Month: September 2017

Finding An Anagram with Linq and Regex

Posted on Updated on

Once again, thanks to Will Shortz and NPR for supplying a challenging puzzle so we can play with some fun .NET features!

Solution

This time, the puzzle was easy; the challenge was getting a list of song titles. I experienced the following issues getting a song list:

  • Wikipedia (normally the primo place for lists) didn’t have one.
  • The first decent alternate site
    • Spread its list over 85 pages
    • Used an ‘anti-robot’ policy that blocked my IP if I tried to access too many pages too fast. Argh!
  • Fortunately, I was able to find GoldStandardSongList.com, a nice site with 5,000 titles all on one page☺

Code Techniques Used

The Secret Trick to Solving Anagrams

SlowThe first time you try to solve an anagram, you might try some inefficient method, like building every letter-combination of your candidate. That would be super-slow, because there are a lot of combinations for a 15 letter song title. Listing all combinations is an O(n!) algorithm. (Check-out Wikipedia Big-O Notation if you never  took a class in algorithm analysis.)

­……

Faster Method: Sort Your Candidate’s Letters

FastHere’s a better way: sort the letters for the target and candidate, then compare the result. For example:

  • ‘COOL HIT FARE IN LA’ → ‘aacefhiillnoort’
  • ‘HOTEL CALIFORNIA’    → ‘aacefhiillnoort’
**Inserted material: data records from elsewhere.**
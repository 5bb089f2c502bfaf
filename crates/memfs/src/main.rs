use {
    async_trait::async_trait,
    clap::Parser,
    std::sync::{Arc, Mutex},
    styx::{
        file::{File, FileOps, FileSrv},
        srv::srv_async,
        *,
    },
};

/// A directory in the RAM tree. Files created here become [`RamFile`]s,
/// subdirectories become [`RamDir`]s, and anything may be removed.
struct RamDir;

#[async_trait]
impl FileOps for RamDir {
    async fn create(&self, dir: &Arc<File>, name: &str, perm: u32) -> Result<Arc<File>> {
        let ops: Arc<dyn FileOps> = if perm & dm::DIR != 0 {
            Arc::new(RamDir)
        } else {
            Arc::new(RamFile::new())
        };

        File::add(Some(dir), name, None, None, perm, ops)
    }

    async fn remove(&self, _dir: &Arc<File>, _file: &Arc<File>) -> Result<()> {
        Ok(())
    }
}

/// A file whose contents live in memory.
struct RamFile {
    data: Mutex<Vec<u8>>,
}

impl RamFile {
    fn new() -> RamFile {
        RamFile {
            data: Mutex::new(Vec::new()),
        }
    }
}

#[async_trait]
impl FileOps for RamFile {
    async fn read(&self, _file: &Arc<File>, buf: &mut [u8], offset: u64) -> Result<usize> {
        let data = self.data.lock().unwrap();
        let offset = offset as usize;

        if offset >= data.len() {
            return Ok(0);
        }
        let n = buf.len().min(data.len() - offset);
        buf[..n].copy_from_slice(&data[offset..offset + n]);

        Ok(n)
    }

    async fn write(&self, file: &Arc<File>, incoming: &[u8], offset: u64) -> Result<usize> {
        let mut data = self.data.lock().unwrap();
        let offset = offset as usize;

        if data.len() < offset + incoming.len() {
            data.resize(offset + incoming.len(), 0);
        }
        data[offset..offset + incoming.len()].copy_from_slice(incoming);

        let len = data.len() as u64;
        file.update_stat(|s| s.length = len);

        Ok(incoming.len())
    }

    async fn wstat(&self, file: &Arc<File>, stat: &Stat) -> Result<()> {
        // all-ones fields mean "leave alone" in a Twstat
        if stat.length != u64::MAX {
            let mut data = self.data.lock().unwrap();
            data.resize(stat.length as usize, 0);
            file.update_stat(|s| s.length = stat.length);
        }

        if stat.mode != u32::MAX {
            file.update_stat(|s| s.mode = stat.mode);
        }

        Ok(())
    }
}

#[derive(Debug, clap::Parser)]
struct Cli {
    /// proto!address!port
    /// where: proto = tcp | unix
    address: String,
}

async fn memfs_main(Cli { address }: Cli) -> styx::Result<i32> {
    let root = File::add(None, "/", None, None, dm::DIR | 0o775, Arc::new(RamDir))?;

    println!("[*] Ready to accept clients: {}", address);
    srv_async(FileSrv::new(root), &address).await.and(Ok(0))
}

#[tokio::main]
async fn main() {
    env_logger::init();

    let exit_code = memfs_main(Cli::parse()).await.unwrap_or_else(|e| {
        eprintln!("Error: {:?}", e);
        -1
    });

    std::process::exit(exit_code);
}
Obviously, because the the sorted strings are equal, the two original strings must be anagrams. This is much faster, because you can sort a string in O(n∙ ln) time.

 

Compare n-Factorial Vs. n ∙Ln(n)

For comparison,

  • 15!            = 1,307,674,368,000 – n factorial
  • 15∙ln(15) = 17                             – n ln n

Hint: if you don’t like staring at an hourglass, use my algorithm! Would you rather run 17 operations, or 1.3 billion?

TriumphantFaceFor fun, challenge your bone-headed co-worker to a race and laugh while he pounds his screen in frustration!

 

Use Linq to Clean-Up your Song Title and Sort Letters: Easy!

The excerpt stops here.